Loving Abe is artist Maira Kalman, who recently prepared a visual op-ed for the New York Times, "In Love with A. Lincoln":
Hating Abe is ... Maryland--or at least, the state's official song, "Maryland, My Maryland," which begins:
The despot’s heel is on thy shore,
His torch is at thy temple door,
Avenge the patriotic gore
That flecked the streets of Baltimore,
And be the battle queen of yore,
Maryland! My Maryland!
You might think that referring to Lincoln as a "despot" and "tyrant" (verse 7) is a bit much to stomach as the country celebrates the bicentennial of his birth. But a legislative hearing last week drew a crowd largely opposed to one state Senator's proposal to change the lyrics:
The Senate hearing was packed with Confederate re-enactors, amateur historians, teachers and a seventh-grader who said she loves the state song, which taught her the meaning of "despot."

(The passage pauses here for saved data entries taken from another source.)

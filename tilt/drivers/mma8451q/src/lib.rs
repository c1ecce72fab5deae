mod registers;
use byteorder::{BigEndian, ByteOrder};
use i2cdev::core::I2CDevice;
use i2cdev::linux::LinuxI2CDevice;
use log::{debug, error};
use num_traits::FromPrimitive;
pub use registers::{CtrlReg1, FullScaleRange};
use registers::{
    ConfigRegisters, Constants, OutputRegisters, StatusRegisters, FULL_SCALE_MASK,
};
use std::fmt;
// Import types from the shared traits crate
use tilt_traits::{Accelerometer, TiltError};

pub const DEFAULT_ADDR: u16 = Constants::DefaultI2cAddr as u16;

/// Errors for MMA8451Q operations.
#[derive(Debug)]
pub enum Error<E> {
    I2c(E),
    InvalidChipId(u8),
    UnknownRange(u8),
}

impl<E> From<E> for Error<E> {
    fn from(err: E) -> Self {
        Error::I2c(err)
    }
}

impl<E: fmt::Display> fmt::Display for Error<E> {
    fn fmt(&self, f: &mut fmt::Formatter<'_>) -> fmt::Result {
        match self {
            Error::I2c(e) => write!(f, "I2C error: {}", e),
            Error::InvalidChipId(id) => write!(
                f,
                "Invalid chip ID. Expected {:#04x}, got {:#04x}",
                Constants::ChipId as u8,
                id
            ),
            Error::UnknownRange(bits) => write!(f, "Unknown full-scale bits {:#04x}", bits),
        }
    }
}

// Map local Error to TiltError
impl<E: fmt::Display> From<Error<E>> for TiltError {
    fn from(err: Error<E>) -> Self {
        match err {
            Error::I2c(e) => TiltError::DeviceError(format!("I2C error: {}", e)),
            other @ Error::InvalidChipId(_) => TiltError::ConfigurationError(other.to_string()),
            other @ Error::UnknownRange(_) => TiltError::ConfigurationError(other.to_string()),
        }
    }
}

/// Combines an output register pair into a signed 14-bit count.
pub fn decode_sample(msb: u8, lsb: u8) -> i16 {
    BigEndian::read_i16(&[msb, lsb]) >> 2
}

/// Low-level MMA8451Q driver, configured for the ±2g range.
pub struct Mma8451q<D: I2CDevice> {
    i2c: D,
    range: FullScaleRange,
}

impl Mma8451q<LinuxI2CDevice> {
    /// Opens the accelerometer at its default address on the given I2C bus.
    ///
    /// # Arguments
    /// * `i2c_bus` - The I2C bus path (e.g., "/dev/i2c-1")
    pub fn new(i2c_bus: &str) -> Result<Self, Error<i2cdev::linux::LinuxI2CError>> {
        debug!("Initializing Mma8451q on {}...", i2c_bus);
        let i2c = LinuxI2CDevice::new(i2c_bus, DEFAULT_ADDR)?;
        Self::from_device(i2c)
    }
}

impl<D: I2CDevice> Mma8451q<D> {
    /// Verifies the chip and brings it up in active mode at ±2g.
    pub fn from_device(i2c: D) -> Result<Self, Error<D::Error>> {
        let mut mma = Mma8451q {
            i2c,
            range: FullScaleRange::G2,
        };

        mma.verify_chip_id()?;

        // Range can only be changed in standby.
        mma.standby()?;
        mma.i2c.smbus_write_byte_data(
            ConfigRegisters::XyzDataCfg as u8,
            FullScaleRange::G2 as u8,
        )?;
        mma.i2c.smbus_write_byte_data(
            ConfigRegisters::CtrlReg1 as u8,
            CtrlReg1::active_low_noise().bits(),
        )?;

        mma.range = mma.read_range()?;
        debug!("Mma8451q active, range {:?}", mma.range);
        Ok(mma)
    }

    fn verify_chip_id(&mut self) -> Result<(), Error<D::Error>> {
        let chip_id = self.i2c.smbus_read_byte_data(StatusRegisters::WhoAmI as u8)?;
        if chip_id != Constants::ChipId as u8 {
            error!("Invalid chip ID. Expected 0x1A, got {:#x}", chip_id);
            return Err(Error::InvalidChipId(chip_id));
        }
        debug!("Mma8451q chip ID verified: 0x{:02X}", chip_id);
        Ok(())
    }

    pub fn standby(&mut self) -> Result<(), Error<D::Error>> {
        let ctrl = self.ctrl_reg1()?;
        self.i2c.smbus_write_byte_data(
            ConfigRegisters::CtrlReg1 as u8,
            (ctrl - CtrlReg1::ACTIVE).bits(),
        )?;
        Ok(())
    }

    pub fn ctrl_reg1(&mut self) -> Result<CtrlReg1, Error<D::Error>> {
        let bits = self.i2c.smbus_read_byte_data(ConfigRegisters::CtrlReg1 as u8)?;
        Ok(CtrlReg1::from_bits_retain(bits))
    }

    pub fn read_range(&mut self) -> Result<FullScaleRange, Error<D::Error>> {
        let cfg = self.i2c.smbus_read_byte_data(ConfigRegisters::XyzDataCfg as u8)?;
        FullScaleRange::from_u8(cfg & FULL_SCALE_MASK).ok_or(Error::UnknownRange(cfg))
    }

    pub fn range(&self) -> FullScaleRange {
        self.range
    }

    fn read_axis(&mut self, msb: OutputRegisters, lsb: OutputRegisters) -> Result<i16, Error<D::Error>> {
        let hi = self.i2c.smbus_read_byte_data(msb as u8)?;
        let lo = self.i2c.smbus_read_byte_data(lsb as u8)?;
        Ok(decode_sample(hi, lo))
    }
}

impl<D> Accelerometer for Mma8451q<D>
where
    D: I2CDevice,
    D::Error: fmt::Display,
{
    fn read_raw_x(&mut self) -> Result<i16, TiltError> {
        Ok(self.read_axis(OutputRegisters::XMsb, OutputRegisters::XLsb)?)
    }

    fn read_raw_y(&mut self) -> Result<i16, TiltError> {
        Ok(self.read_axis(OutputRegisters::YMsb, OutputRegisters::YLsb)?)
    }

    fn read_raw_z(&mut self) -> Result<i16, TiltError> {
        Ok(self.read_axis(OutputRegisters::ZMsb, OutputRegisters::ZLsb)?)
    }
}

For more than 50 years, lawmakers have periodically tried to dethrone Maryland, My Maryland, written in 1861 by James Ryder Randall and codified as the state song in 1939. Randall, 22 at the time, penned the lyrics after learning that his former college roommate had been killed in a Pratt Street riot between Confederate sympathizers and Union soldiers from Massachusetts, the history goes.
Many of those testifying yesterday said they were present seven years ago, the last time [State Senator Jennie] Forehand unsuccessfully tried to do away with Randall's words. She wants to replace them with a more pacifist version written in 1894 by John T. White, an Allegany County teacher.